Data extracted from a collection

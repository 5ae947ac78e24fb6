//! Vault trait abstraction over an indexed set of vault files.
//!
//! Implementations:
//! - `InMemoryVault` - For testing
//! - `NativeVault` - Scans a vault directory on disk
//!
//! Lookups never touch the disk: an implementation builds its index up front
//! and answers every query from memory.

use std::collections::HashMap;
use std::path::{Path, PathBuf};
use thiserror::Error;

#[derive(Debug, Error)]
pub enum VaultError {
    #[error("Vault directory not found: {0}")]
    NotFound(PathBuf),

    #[error("Not a directory: {0}")]
    NotDirectory(PathBuf),

    #[error("IO error: {0}")]
    Io(String),
}

pub type Result<T> = std::result::Result<T, VaultError>;

/// A file in the vault.
#[derive(Debug, Clone, PartialEq, Eq, Hash)]
pub struct VaultFile {
    /// Path relative to the vault root, `/`-separated: "attachments/cat.png"
    pub path: String,
    /// Final path segment: "cat.png"
    pub name: String,
}

impl VaultFile {
    pub fn new(path: &str) -> Self {
        let path = normalize_path(path);
        let name = path.rsplit('/').next().unwrap_or_default().to_string();
        Self { path, name }
    }
}

/// Read-only, in-memory view of the files in a vault.
///
/// `list_all_files` order is the order the underlying listing produced. When
/// two folders hold a file with the same name, whichever comes first in that
/// order is the one name-based lookups find.
pub trait Vault: Send + Sync {
    /// Every file in the vault, in listing order.
    fn list_all_files(&self) -> &[VaultFile];

    /// Absolute filesystem path of a vault file.
    fn absolute_path(&self, file: &VaultFile) -> PathBuf;

    /// Find a file by its vault-relative path.
    fn lookup_by_path(&self, path: &str) -> Option<&VaultFile>;
}

/// Normalize a vault-relative path: forward slashes, no leading/trailing `/`.
pub(crate) fn normalize_path(path: &str) -> String {
    path.replace('\\', "/").trim_matches('/').to_string()
}

/// Ordered file list with a path index, shared by the vault implementations.
#[derive(Debug, Default, Clone)]
pub(crate) struct FileIndex {
    files: Vec<VaultFile>,
    by_path: HashMap<String, usize>,
}

impl FileIndex {
    pub(crate) fn push(&mut self, file: VaultFile) {
        if self.by_path.contains_key(&file.path) {
            return;
        }
        self.by_path.insert(file.path.clone(), self.files.len());
        self.files.push(file);
    }

    pub(crate) fn files(&self) -> &[VaultFile] {
        &self.files
    }

    pub(crate) fn get(&self, path: &str) -> Option<&VaultFile> {
        let path = normalize_path(path);
        self.by_path.get(&path).map(|&i| &self.files[i])
    }

    pub(crate) fn len(&self) -> usize {
        self.files.len()
    }
}

/// In-memory vault for testing
#[derive(Debug, Clone)]
pub struct InMemoryVault {
    root: PathBuf,
    index: FileIndex,
}

impl InMemoryVault {
    pub fn new(root: impl Into<PathBuf>) -> Self {
        Self {
            root: root.into(),
            index: FileIndex::default(),
        }
    }

    /// Build a vault from relative paths, listed in the given order.
    pub fn with_files<'a>(root: impl Into<PathBuf>, paths: impl IntoIterator<Item = &'a str>) -> Self {
        let mut vault = Self::new(root);
        for path in paths {
            vault.add(path);
        }
        vault
    }

    /// Append a file to the listing. Re-adding an existing path is a no-op.
    pub fn add(&mut self, path: &str) {
        self.index.push(VaultFile::new(path));
    }

    pub fn root(&self) -> &Path {
        &self.root
    }
}

impl Default for InMemoryVault {
    fn default() -> Self {
        Self::new("/vault")
    }
}

impl Vault for InMemoryVault {
    fn list_all_files(&self) -> &[VaultFile] {
        self.index.files()
    }

    fn absolute_path(&self, file: &VaultFile) -> PathBuf {
        self.root.join(&file.path)
    }

    fn lookup_by_path(&self, path: &str) -> Option<&VaultFile> {
        self.index.get(path)
    }
}

#[cfg(test)]
mod tests {
    use super::*;

    #[test]
    fn vault_file_splits_name() {
        let file = VaultFile::new("attachments/sub/cat.png");
        assert_eq!(file.path, "attachments/sub/cat.png");
        assert_eq!(file.name, "cat.png");

        let file = VaultFile::new("/root.png");
        assert_eq!(file.path, "root.png");
        assert_eq!(file.name, "root.png");
    }

    #[test]
    fn in_memory_vault_keeps_listing_order() {
        let vault = InMemoryVault::with_files("/v", ["b/x.png", "a/x.png", "c.png"]);
        let paths: Vec<_> = vault.list_all_files().iter().map(|f| f.path.as_str()).collect();
        assert_eq!(paths, vec!["b/x.png", "a/x.png", "c.png"]);
    }

    #[test]
    fn in_memory_vault_ignores_duplicate_paths() {
        let vault = InMemoryVault::with_files("/v", ["a.png", "a.png", "/a.png"]);
        assert_eq!(vault.list_all_files().len(), 1);
    }

    #[test]
    fn lookup_normalizes_separators() {
        let vault = InMemoryVault::with_files("/v", ["media/clip.mp3"]);
        assert!(vault.lookup_by_path("media/clip.mp3").is_some());
        assert!(vault.lookup_by_path(r"media\clip.mp3").is_some());
        assert!(vault.lookup_by_path("/media/clip.mp3/").is_some());
        assert!(vault.lookup_by_path("clip.mp3").is_none());
    }

    #[test]
    fn absolute_path_joins_root() {
        let vault = InMemoryVault::with_files("/home/me/vault", ["attachments/cat.png"]);
        let file = vault.lookup_by_path("attachments/cat.png").unwrap();
        assert_eq!(
            vault.absolute_path(file),
            PathBuf::from("/home/me/vault/attachments/cat.png")
        );
    }
}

*WHAT NEEDS TO BE DONE*.
Filter the entries above down to the lines that contain the word "crate".

*FINISHED EXERCISE*.
pub(crate) fn normalize_path(path: &str) -> String {
pub(crate) struct FileIndex {
    pub(crate) fn push(&mut self, file: VaultFile) {
    pub(crate) fn files(&self) -> &[VaultFile] {
    pub(crate) fn get(&self, path: &str) -> Option<&VaultFile> {
    pub(crate) fn len(&self) -> usize {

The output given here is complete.